La règle des deux heures

Cet entraînement inhabituel du dimanche n’avait pas que pour seul objectif celui d’apporter des correctifs. Il visait également à préparer l’équipe pour un rare match du lundi soir.

À ce propos, Gallagher a souligné qu’il préférait toujours regarder vers l’avant, que ce soit après une défaite ou une victoire.

«J’emploie la règle des deux heures, a-t-il indiqué. On a le droit de penser à la partie qui vient de se terminer pendant deux heures. Ensuite, il faut avancer. Dans un calendrier de 82 matchs, il faut rapidement passer au match suivant. »

Avant la visite de l’Avalanche, samedi, les Canucks de Vancouver, qui seront de passage au Centre Bell lundi soir, étaient la formation qui avait infligé au Tricolore sa plus sévère correction de la saison.

Cette dégelée de 5-1 étant survenue il y a à peine deux semaines, elle est encore fraîche à la mémoire des joueurs du Tricolore.

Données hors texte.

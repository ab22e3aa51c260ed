use serde::{Deserialize, Serialize};

use crate::error::GateError;
use crate::policy::{MfaPolicy, PolicyTable};

/// Configuration for the access gate.
#[derive(Clone, Debug, PartialEq, Eq, Serialize, Deserialize)]
#[serde(default)]
pub struct GateConfig {
    pub mfa: MfaPolicy,
    /// Role table. Absent keys deny.
    pub policy: PolicyTable,
    /// Whether superusers skip membership and privilege checks. MFA still
    /// applies to them.
    pub superuser_bypass: bool,
}

impl Default for GateConfig {
    fn default() -> Self {
        Self {
            mfa: MfaPolicy::default(),
            policy: PolicyTable::standard(),
            superuser_bypass: true,
        }
    }
}

impl GateConfig {
    /// Reject configurations that would deny everything to everyone.
    pub fn validate(&self) -> Result<(), GateError> {
        if self.policy.is_empty() && !self.superuser_bypass {
            return Err(GateError::Config(
                "policy table is empty and superuser bypass is disabled".into(),
            ));
        }
        Ok(())
    }
}
//! The [`CatalogStore`] trait defining the relational catalog interface.
//!
//! Any backend (in-memory, SQL database) implements this trait. Every
//! method is one transaction; methods that touch several rows must run at
//! snapshot or serializable isolation.

use async_trait::async_trait;
use ebdms_types::{
    Checksum, FileId, FileKind, FileObject, IndexLink, MetadataRecord, ObjectKey, Project,
    ProjectId, RecordId, UploadState,
};

use crate::error::Result;

/// Column updates applied together with a state transition.
#[derive(Clone, Debug, Default)]
pub struct FilePatch {
    pub checksum: Option<Checksum>,
    pub size_bytes: Option<u64>,
}

impl FilePatch {
    pub fn none() -> Self {
        Self::default()
    }

    pub fn stored(checksum: Checksum, size_bytes: u64) -> Self {
        Self {
            checksum: Some(checksum),
            size_bytes: Some(size_bytes),
        }
    }
}

/// Filter for [`CatalogStore::query_files`]. Only visible (COMMITTED) files
/// are ever returned.
#[derive(Clone, Debug, Default)]
pub struct FileQuery {
    pub project_id: Option<ProjectId>,
    pub file_kind: Option<FileKind>,
}

impl FileQuery {
    pub fn project(project_id: ProjectId) -> Self {
        Self {
            project_id: Some(project_id),
            file_kind: None,
        }
    }

    pub fn matches(&self, file: &FileObject) -> bool {
        file.upload_state.is_visible()
            && self.project_id.as_ref().map_or(true, |p| *p == file.project_id)
            && self.file_kind.map_or(true, |k| k == file.file_kind)
    }
}

/// Result of [`CatalogStore::replace_index_link`].
#[derive(Clone, Debug)]
pub struct LinkReplacement {
    pub active: IndexLink,
    /// The link that was tombstoned to make room, if any.
    pub replaced: Option<IndexLink>,
}

/// Result of [`CatalogStore::commit_file`]: the row after the transaction
/// and which of its effects this call actually applied.
#[derive(Clone, Debug)]
pub struct CommitOutcome {
    pub file: FileObject,
    /// STORED -> COMMITTED happened in this call.
    pub transitioned: bool,
    /// The reference was not present before this call.
    pub reference_added: bool,
}

/// Transactional store for file rows, metadata records, and index links.
///
/// Implementations must be thread-safe and guarantee:
///
/// - state transitions are compare-and-set on the expected prior state;
/// - no record ever references a file that is not COMMITTED, including
///   while that file is being tombstoned;
/// - at most one ACTIVE index link per (primary, format).
#[async_trait]
pub trait CatalogStore: Send + Sync + 'static {
    // ----- Projects -----

    async fn register_project(&self, project: Project) -> Result<()>;

    async fn get_project(&self, project_id: &ProjectId) -> Result<Option<Project>>;

    /// Bytes held by the project's PENDING, STORED, and COMMITTED files.
    async fn project_usage(&self, project_id: &ProjectId) -> Result<u64>;

    // ----- Files -----

    /// Insert a PENDING row. With `quota_ceiling` set, the insert fails with
    /// `QuotaExceeded` when current usage plus the row's declared size would
    /// exceed it; the check and insert are one transaction.
    async fn insert_file(&self, file: FileObject, quota_ceiling: Option<u64>) -> Result<()>;

    async fn get_file(&self, file_id: &FileId) -> Result<Option<FileObject>>;

    async fn get_file_by_key(&self, key: &ObjectKey) -> Result<Option<FileObject>>;

    /// Move a file from `expected` to `next`, applying `patch`.
    ///
    /// Fails with `ConflictingState` if the stored state is not `expected`
    /// and with `InvalidTransition` if `expected -> next` is not an edge.
    async fn transition(
        &self,
        file_id: &FileId,
        expected: UploadState,
        next: UploadState,
        patch: FilePatch,
    ) -> Result<FileObject>;

    /// STORED -> COMMITTED and, when `reference` is given, add the file to
    /// that record, atomically. Already COMMITTED is success (the
    /// reference is added if missing); the outcome says which effects
    /// this call applied, so redeliveries can be told apart.
    async fn commit_file(&self, file_id: &FileId, reference: Option<RecordId>) -> Result<CommitOutcome>;

    /// COMMITTED -> TOMBSTONED, dropping every record reference and
    /// tombstoning every active index link that involves the file.
    async fn tombstone_file(&self, file_id: &FileId, reason: &str) -> Result<FileObject>;

    /// Visible files matching `query`.
    async fn query_files(&self, query: &FileQuery) -> Result<Vec<FileObject>>;

    // ----- Records -----

    /// Insert a record. Any initial references must point at COMMITTED files.
    async fn insert_record(&self, record: MetadataRecord) -> Result<()>;

    async fn get_record(&self, record_id: &RecordId) -> Result<Option<MetadataRecord>>;

    /// Add `file_id` to a record; the file must be COMMITTED.
    async fn add_reference(&self, record_id: &RecordId, file_id: &FileId) -> Result<MetadataRecord>;

    async fn records_referencing(&self, file_id: &FileId) -> Result<Vec<MetadataRecord>>;

    // ----- Index links -----

    /// Validate and insert `link`, tombstoning any active link with the same
    /// (primary, format). Validation runs inside the transaction: both files
    /// COMMITTED, index kind matching the primary, same project.
    async fn replace_index_link(&self, link: IndexLink) -> Result<LinkReplacement>;

    /// Active links whose primary is `primary_id`.
    async fn active_links(&self, primary_id: &FileId) -> Result<Vec<IndexLink>>;

    /// Every link, active or not, involving `file_id` on either side.
    async fn links_for(&self, file_id: &FileId) -> Result<Vec<IndexLink>>;
}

«C’est une équipe rapide et intense. Le type de formation qui fait payer le moindre relâchement», a décrit Pacioretty.

Creux de vague

La troupe de Willie Desjardins se retrouve dans une situation pratiquement identique à celle dans laquelle elle se trouvait lors du passage du Canadien en Colombie-Britannique à la fin octobre.

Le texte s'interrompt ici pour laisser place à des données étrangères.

//! Random operation sequences never leave the registration state machine.

use std::sync::Arc;

use bytes::Bytes;
use ebdms_catalog::{CatalogStore, InMemoryCatalog};
use ebdms_crypto::PayloadHasher;
use ebdms_ledger::{AuditReader, InMemoryAuditLedger};
use ebdms_registry::{
    ActorContext, ActorId, ChecksumAlgorithm, EngineConfig, FileKind, MetadataRecord, Project,
    ProjectId, RecordKind, RegistrationEngine, RetryConfig, Role, UploadOptions, UploadState,
};
use ebdms_store::{payload_from_bytes, InMemoryObjectStore};
use proptest::prelude::*;

const PAYLOAD: &[u8] = b"##fileformat=VCFv4.2\nchr1\t100\t.\tA\tT\n";

#[derive(Clone, Debug)]
enum Step {
    Upload,
    Complete { good: bool },
    Commit { reference: bool },
    Tombstone,
    Abandon,
    CatalogFault,
    Conflict,
}

fn step() -> impl Strategy<Value = Step> {
    prop_oneof![
        Just(Step::Upload),
        any::<bool>().prop_map(|good| Step::Complete { good }),
        any::<bool>().prop_map(|reference| Step::Commit { reference }),
        Just(Step::Tombstone),
        Just(Step::Abandon),
        Just(Step::CatalogFault),
        Just(Step::Conflict),
    ]
}

async fn run(steps: Vec<Step>) -> Result<(), TestCaseError> {
    let catalog = Arc::new(InMemoryCatalog::new());
    let ledger = Arc::new(InMemoryAuditLedger::new());
    let project = ProjectId::new("p1").unwrap();
    catalog
        .register_project(Project::new(project.clone(), "P1", "Pilot"))
        .await
        .unwrap();
    let mut config = EngineConfig::default();
    config.retry = RetryConfig::immediate(2);
    config.conflict_retries = 1;
    let engine = RegistrationEngine::new(
        Arc::new(InMemoryObjectStore::new()),
        catalog.clone(),
        ledger.clone(),
        config,
    )
    .unwrap();

    let ctx = ActorContext::new(ActorId::new("alice").unwrap(), true)
        .with_role(project.clone(), Role::Curator);
    let record = MetadataRecord::new(project.clone(), RecordKind::Sample, "S-1");
    catalog.insert_record(record.clone()).await.unwrap();

    let file = engine
        .begin_upload(&ctx, &project, FileKind::Vcf, PAYLOAD.len() as u64, UploadOptions::default())
        .await
        .unwrap();
    let good = PayloadHasher::checksum(ChecksumAlgorithm::Sha256, PAYLOAD);
    let bad = PayloadHasher::checksum(ChecksumAlgorithm::Sha256, b"something else");

    let mut previous = UploadState::Pending;
    let mut fault = false;
    for step in steps {
        if std::mem::take(&mut fault) {
            // Enough to exhaust the retry budget of the next call.
            catalog.fail_next(2);
        }
        // Outcomes are irrelevant; only the observable state matters.
        let _ = match step {
            Step::Upload => engine
                .upload_payload(&file, payload_from_bytes(Bytes::from_static(PAYLOAD), 8))
                .await
                .map(|_| ()),
            Step::Complete { good: ok } => engine
                .complete_upload(&file.object_key, if ok { &good } else { &bad })
                .await
                .map(|_| ()),
            Step::Commit { reference } => engine
                .commit(&file.object_key, reference.then_some(record.record_id))
                .await
                .map(|_| ()),
            Step::Tombstone => engine.tombstone(&ctx, &file.file_id, "test").await.map(|_| ()),
            Step::Abandon => engine.abandon_upload(&file.file_id, "test").await.map(|_| ()),
            Step::CatalogFault => {
                fault = true;
                Ok(())
            }
            Step::Conflict => {
                catalog.conflict_next(1);
                Ok(())
            }
        };
        catalog.fail_next(0);

        let current = catalog.get_file(&file.file_id).await.unwrap().unwrap().upload_state;
        prop_assert!(
            current == previous || previous.can_transition_to(current),
            "illegal transition {previous} -> {current}"
        );

        let referencing = catalog.records_referencing(&file.file_id).await.unwrap();
        if !referencing.is_empty() {
            prop_assert_eq!(current, UploadState::Committed);
        }
        previous = current;
    }

    let count = ledger.entry_count().unwrap();
    prop_assert!(ledger.verify_chain(0, count - 1));
    Ok(())
}

proptest! {
    #![proptest_config(ProptestConfig::with_cases(64))]

    #[test]
    fn only_legal_transitions_are_observed(steps in prop::collection::vec(step(), 1..20)) {
        let rt = tokio::runtime::Builder::new_current_thread()
            .enable_all()
            .build()
            .unwrap();
        rt.block_on(run(steps))?;
    }
}
/// Errors from object store operations.
#[derive(Debug, thiserror::Error)]
pub enum StoreError {
    /// The requested object does not exist.
    #[error("object not found: {0}")]
    NotFound(String),

    /// The multipart upload id is unknown (never created, completed, or aborted).
    #[error("multipart upload not found: {0}")]
    UploadNotFound(String),

    /// A completed-part list referenced a part that was never uploaded,
    /// or whose etag no longer matches.
    #[error("invalid part {part_number} in upload {upload_id}: {reason}")]
    InvalidPart {
        upload_id: String,
        part_number: u32,
        reason: String,
    },

    /// The backend could not be reached or refused the request.
    #[error("object store unavailable: {0}")]
    Unavailable(String),

    /// I/O error while reading a payload stream.
    #[error("I/O error: {0}")]
    Io(#[from] std::io::Error),

    /// Internal state lock was poisoned by a panicking writer.
    #[error("store lock poisoned")]
    LockPoisoned,
}

impl StoreError {
    /// Whether retrying the same call may succeed.
    pub fn is_transient(&self) -> bool {
        matches!(self, Self::Unavailable(_))
    }
}

/// Result alias for store operations.
pub type StoreResult<T> = Result<T, StoreError>;
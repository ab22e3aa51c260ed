/// `prev_hash` of the entry at sequence 0.
pub const GENESIS_PREV_HASH: [u8; 32] = [0u8; 32];

const CHAIN_DOMAIN: &[u8] = b"ebdms-audit-v1:";

/// Trait for records that participate in a hash chain.
pub trait ChainLink {
    fn sequence(&self) -> u64;
    /// The record's own hash.
    fn entry_hash(&self) -> [u8; 32];
    /// The previous record's hash ([`GENESIS_PREV_HASH`] at sequence 0).
    fn prev_hash(&self) -> [u8; 32];
    /// Canonical encoding of every hashed field except `prev_hash`.
    fn payload_bytes(&self) -> Vec<u8>;
}

/// Length-prefixed field encoder.
///
/// Each field is written as an 8-byte big-endian length followed by its
/// bytes, so no two distinct field tuples share an encoding.
#[derive(Default)]
pub struct CanonicalEncoder {
    buf: Vec<u8>,
}

impl CanonicalEncoder {
    pub fn new() -> Self {
        Self::default()
    }

    pub fn u64(mut self, value: u64) -> Self {
        self.buf.extend_from_slice(&8u64.to_be_bytes());
        self.buf.extend_from_slice(&value.to_be_bytes());
        self
    }

    pub fn i64(mut self, value: i64) -> Self {
        self.buf.extend_from_slice(&8u64.to_be_bytes());
        self.buf.extend_from_slice(&value.to_be_bytes());
        self
    }

    pub fn str(self, value: &str) -> Self {
        self.bytes(value.as_bytes())
    }

    pub fn opt_str(self, value: Option<&str>) -> Self {
        match value {
            Some(v) => self.u64(1).str(v),
            None => self.u64(0),
        }
    }

    pub fn bytes(mut self, value: &[u8]) -> Self {
        self.buf
            .extend_from_slice(&(value.len() as u64).to_be_bytes());
        self.buf.extend_from_slice(value);
        self
    }

    pub fn finish(self) -> Vec<u8> {
        self.buf
    }
}

/// Hash chain integrity verifier.
///
/// Verifies that a contiguous run of records forms a valid chain: sequence
/// numbers are dense, each `prev_hash` matches the previous record's hash,
/// and each record's hash is correctly computed from its payload.
pub struct HashChainVerifier;

impl HashChainVerifier {
    /// Verify `records`, whose first element must link to `anchor_prev`
    /// (the hash of the record just before the run, or the genesis hash).
    pub fn verify_run(records: &[impl ChainLink], anchor_prev: [u8; 32]) -> Result<(), ChainError> {
        let mut expected_prev = anchor_prev;
        let mut expected_seq = match records.first() {
            Some(first) => first.sequence(),
            None => return Ok(()),
        };

        for record in records {
            let seq = record.sequence();
            if seq != expected_seq {
                return Err(ChainError::SequenceGap {
                    expected: expected_seq,
                    found: seq,
                });
            }
            if record.prev_hash() != expected_prev {
                return Err(ChainError::BrokenLink { seq });
            }
            let computed = Self::compute_hash(&record.payload_bytes(), &expected_prev);
            if computed != record.entry_hash() {
                return Err(ChainError::HashMismatch { seq });
            }
            expected_prev = record.entry_hash();
            expected_seq = seq + 1;
        }

        Ok(())
    }

    /// Verify a full chain starting at sequence 0.
    pub fn verify_from_genesis(records: &[impl ChainLink]) -> Result<(), ChainError> {
        if let Some(first) = records.first() {
            if first.sequence() != 0 {
                return Err(ChainError::SequenceGap {
                    expected: 0,
                    found: first.sequence(),
                });
            }
        }
        Self::verify_run(records, GENESIS_PREV_HASH)
    }

    /// `H(payload ‖ prev_hash)` with the audit domain tag.
    pub fn compute_hash(payload: &[u8], prev_hash: &[u8; 32]) -> [u8; 32] {
        let mut hasher = blake3::Hasher::new();
        hasher.update(CHAIN_DOMAIN);
        hasher.update(payload);
        hasher.update(prev_hash);
        *hasher.finalize().as_bytes()
    }
}

/// Errors from chain verification.
#[derive(Debug, thiserror::Error, PartialEq, Eq)]
pub enum ChainError {
    #[error("sequence gap: expected {expected}, found {found}")]
    SequenceGap { expected: u64, found: u64 },

    #[error("broken link at seq {seq}: prev_hash does not match")]
    BrokenLink { seq: u64 },

    #[error("hash mismatch at seq {seq}: computed hash differs from stored")]
    HashMismatch { seq: u64 },
}

impl ChainError {
    pub fn seq(&self) -> u64 {
        match self {
            Self::SequenceGap { found, .. } => *found,
            Self::BrokenLink { seq } | Self::HashMismatch { seq } => *seq,
        }
    }
}

#[cfg(test)]
mod tests {
    use super::*;

    struct TestEntry {
        seq: u64,
        hash: [u8; 32],
        prev: [u8; 32],
        payload: Vec<u8>,
    }

    impl ChainLink for TestEntry {
        fn sequence(&self) -> u64 {
            self.seq
        }
        fn entry_hash(&self) -> [u8; 32] {
            self.hash
        }
        fn prev_hash(&self) -> [u8; 32] {
            self.prev
        }
        fn payload_bytes(&self) -> Vec<u8> {
            self.payload.clone()
        }
    }

    fn build_chain(count: u64) -> Vec<TestEntry> {
        let mut chain = Vec::new();
        let mut prev = GENESIS_PREV_HASH;
        for seq in 0..count {
            let payload = CanonicalEncoder::new()
                .u64(seq)
                .str(&format!("entry-{seq}"))
                .finish();
            let hash = HashChainVerifier::compute_hash(&payload, &prev);
            chain.push(TestEntry {
                seq,
                hash,
                prev,
                payload,
            });
            prev = hash;
        }
        chain
    }

    #[test]
    fn empty_chain_is_valid() {
        let chain: Vec<TestEntry> = vec![];
        assert!(HashChainVerifier::verify_from_genesis(&chain).is_ok());
    }

    #[test]
    fn multi_entry_chain() {
        let chain = build_chain(10);
        assert!(HashChainVerifier::verify_from_genesis(&chain).is_ok());
    }

    #[test]
    fn sub_range_verifies_against_its_anchor() {
        let chain = build_chain(6);
        let anchor = chain[2].hash;
        assert!(HashChainVerifier::verify_run(&chain[3..], anchor).is_ok());
        assert_eq!(
            HashChainVerifier::verify_run(&chain[3..], [7; 32]),
            Err(ChainError::BrokenLink { seq: 3 })
        );
    }

    #[test]
    fn chain_not_starting_at_zero_is_rejected() {
        let chain = build_chain(3);
        assert_eq!(
            HashChainVerifier::verify_from_genesis(&chain[1..]),
            Err(ChainError::SequenceGap {
                expected: 0,
                found: 1
            })
        );
    }

    #[test]
    fn broken_link_detected() {
        let mut chain = build_chain(3);
        chain[2].prev = [99; 32];
        assert_eq!(
            HashChainVerifier::verify_from_genesis(&chain),
            Err(ChainError::BrokenLink { seq: 2 })
        );
    }

    #[test]
    fn tampered_payload_detected() {
        let mut chain = build_chain(3);
        chain[1].payload = b"tampered".to_vec();
        assert_eq!(
            HashChainVerifier::verify_from_genesis(&chain),
            Err(ChainError::HashMismatch { seq: 1 })
        );
    }

    #[test]
    fn encoder_separates_field_boundaries() {
        let a = CanonicalEncoder::new().str("ab").str("c").finish();
        let b = CanonicalEncoder::new().str("a").str("bc").finish();
        assert_ne!(a, b);
        let none = CanonicalEncoder::new().opt_str(None).finish();
        let empty = CanonicalEncoder::new().opt_str(Some("")).finish();
        assert_ne!(none, empty);
    }
}
pub mod membership;
pub mod mfa;
pub mod privilege;

pub use membership::MembershipStage;
pub use mfa::MfaStage;
pub use privilege::PrivilegeStage;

Occupant le huitième rang de l’Association de l’Ouest, les Canucks n’ont remporté qu’un seul de leurs six derniers matchs.

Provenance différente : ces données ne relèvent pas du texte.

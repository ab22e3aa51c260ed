use crate::error::GateError;
use crate::stage::{AccessRequest, GateContext, GateStage, StageDecision};

/// The actor must hold a role on the request's project.
pub struct MembershipStage;

impl GateStage for MembershipStage {
    fn name(&self) -> &str {
        "membership"
    }

    fn evaluate(
        &self,
        request: &AccessRequest<'_>,
        context: &GateContext<'_>,
    ) -> Result<StageDecision, GateError> {
        if context.bypasses(request) {
            return Ok(StageDecision::Pass);
        }
        match request.actor.role_on(request.project_id) {
            Some(_) => Ok(StageDecision::Pass),
            None => Ok(StageDecision::fail(format!(
                "{} is not a member of project {}",
                request.actor.actor_id, request.project_id
            ))),
        }
    }
}
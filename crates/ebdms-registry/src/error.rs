use ebdms_catalog::CatalogError;
use ebdms_gate::GateError;
use ebdms_ledger::LedgerError;
use ebdms_store::StoreError;
use thiserror::Error;

/// Errors surfaced by the registration engine and the [`Ebdms`](crate::Ebdms)
/// facade.
#[derive(Debug, Error)]
pub enum RegistryError {
    #[error("access denied: {reason}")]
    PolicyDenied { reason: String },

    #[error("quota exceeded: usage {usage} + requested {requested} > ceiling {ceiling} bytes")]
    QuotaExceeded {
        usage: u64,
        requested: u64,
        ceiling: u64,
    },

    #[error("project {0} is not accepting uploads")]
    ProjectInactive(String),

    #[error("checksum mismatch for {object_key}: expected {expected}, stored {actual}")]
    ChecksumMismatch {
        object_key: String,
        expected: String,
        actual: String,
    },

    #[error("size mismatch for {object_key}: declared {declared} bytes, stored {actual}")]
    SizeMismatch {
        object_key: String,
        declared: u64,
        actual: u64,
    },

    #[error("no stored object at {0}")]
    ObjectMissing(String),

    /// A precondition on catalog state failed, or a serialization race was
    /// lost.
    #[error("conflicting state: {0}")]
    ConflictingState(String),

    #[error("object storage unavailable: {0}")]
    StorageUnavailable(String),

    #[error("catalog unavailable: {0}")]
    CatalogUnavailable(String),

    #[error("{operation} timed out after {elapsed_ms} ms")]
    Timeout { operation: String, elapsed_ms: u64 },

    #[error("incompatible index: {0}")]
    IncompatibleIndex(String),

    #[error("primary file {0} is not COMMITTED")]
    PrimaryNotCommitted(String),

    #[error("index file {0} is not COMMITTED")]
    IndexNotCommitted(String),

    #[error("{entity} not found: {id}")]
    NotFound { entity: String, id: String },

    #[error("invalid transition: {0}")]
    InvalidTransition(String),

    /// The request is malformed independently of catalog state.
    #[error("invalid request: {0}")]
    InvalidRequest(String),

    #[error("audit chain verification failed at seq {seq}: {reason}")]
    ChainVerificationFailed { seq: u64, reason: String },

    #[error("ledger error: {0}")]
    Ledger(LedgerError),

    #[error("configuration error: {0}")]
    Config(String),

    #[error("internal error: {0}")]
    Internal(String),
}

impl RegistryError {
    /// Whether the same request may succeed if sent again later.
    pub fn is_retryable(&self) -> bool {
        matches!(
            self,
            Self::StorageUnavailable(_)
                | Self::CatalogUnavailable(_)
                | Self::Timeout { .. }
                | Self::ConflictingState(_)
        )
    }

    /// HTTP status an outer layer should answer with.
    pub fn http_status(&self) -> u16 {
        match self {
            Self::PolicyDenied { .. } | Self::ProjectInactive(_) => 403,
            Self::QuotaExceeded { .. } => 413,
            Self::ConflictingState(_)
            | Self::InvalidTransition(_)
            | Self::PrimaryNotCommitted(_)
            | Self::IndexNotCommitted(_) => 409,
            Self::ChecksumMismatch { .. }
            | Self::SizeMismatch { .. }
            | Self::IncompatibleIndex(_)
            | Self::InvalidRequest(_) => 422,
            Self::StorageUnavailable(_) | Self::CatalogUnavailable(_) => 503,
            Self::Timeout { .. } => 504,
            Self::NotFound { .. } | Self::ObjectMissing(_) => 404,
            Self::ChainVerificationFailed { .. }
            | Self::Ledger(_)
            | Self::Config(_)
            | Self::Internal(_) => 500,
        }
    }

    pub(crate) fn not_found(entity: &str, id: impl ToString) -> Self {
        Self::NotFound {
            entity: entity.to_string(),
            id: id.to_string(),
        }
    }
}

impl From<StoreError> for RegistryError {
    fn from(err: StoreError) -> Self {
        match err {
            StoreError::NotFound(key) => Self::ObjectMissing(key),
            StoreError::Unavailable(msg) => Self::StorageUnavailable(msg),
            other => Self::Internal(format!("object store: {other}")),
        }
    }
}

impl From<CatalogError> for RegistryError {
    fn from(err: CatalogError) -> Self {
        match err {
            CatalogError::NotFound { entity, id } => Self::NotFound {
                entity: entity.to_string(),
                id,
            },
            CatalogError::AlreadyExists { .. }
            | CatalogError::ConflictingState { .. }
            | CatalogError::NotCommitted { .. } => Self::ConflictingState(err.to_string()),
            CatalogError::InvalidTransition(e) => Self::InvalidTransition(e.to_string()),
            CatalogError::PrimaryNotCommitted { file_id, .. } => {
                Self::PrimaryNotCommitted(file_id.to_string())
            }
            CatalogError::IndexNotCommitted { file_id, .. } => {
                Self::IndexNotCommitted(file_id.to_string())
            }
            CatalogError::IncompatibleIndex { reason } => Self::IncompatibleIndex(reason),
            CatalogError::CrossProject { .. } => Self::InvalidRequest(err.to_string()),
            CatalogError::QuotaExceeded {
                usage,
                requested,
                ceiling,
            } => Self::QuotaExceeded {
                usage,
                requested,
                ceiling,
            },
            CatalogError::Unavailable(msg) => Self::CatalogUnavailable(msg),
            CatalogError::LockPoisoned => Self::Internal(err.to_string()),
        }
    }
}

impl From<LedgerError> for RegistryError {
    fn from(err: LedgerError) -> Self {
        match err {
            LedgerError::ChainVerificationFailed { seq, reason } => {
                Self::ChainVerificationFailed { seq, reason }
            }
            other => Self::Ledger(other),
        }
    }
}

impl From<GateError> for RegistryError {
    fn from(err: GateError) -> Self {
        match err {
            GateError::Config(msg) => Self::Config(msg),
            other => Self::Internal(other.to_string()),
        }
    }
}

impl From<ebdms_types::TypeError> for RegistryError {
    fn from(err: ebdms_types::TypeError) -> Self {
        match err {
            ebdms_types::TypeError::InvalidTransition { .. } => Self::InvalidTransition(err.to_string()),
            other => Self::InvalidRequest(other.to_string()),
        }
    }
}

pub type RegistryResult<T> = Result<T, RegistryError>;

D’ailleurs, ils éprouvent énormément de difficulté dans les rencontres serrées comme en fait foi leur dossier de 2-5-5 lors des duels dont l’issue est déterminée par un seul but.

«Ils se trouvent présentement au coeur d’un long périple sur les patinoires adverses (il s’agira du sixième affrontement d’un voyage de sept), ce sera à nous d’en profiter, d’exécuter notre plan, d’augmenter notre niveau d’effort et de combativité», a énuméré Gallagher.

Price sur la glace

Pour une deuxième journée consécutive, Carey Price a foulé la patinoire du complexe sportif de Brossard après ses coéquipiers.

Accompagné de Stépane Waite et de Vincent Roof-Racine, thérapeute adjoint de l’équipe, il a de nouveau tenté quelques déplacements latéraux. Cette fois, il était vêtu de tout son équipement.

Étant donné que l’entraîneur du Tricolore ne s’est pas adressé aux médias au terme de cet entraînement, il a été impossible de connaître l’évolution de l’état de santé de son gardien.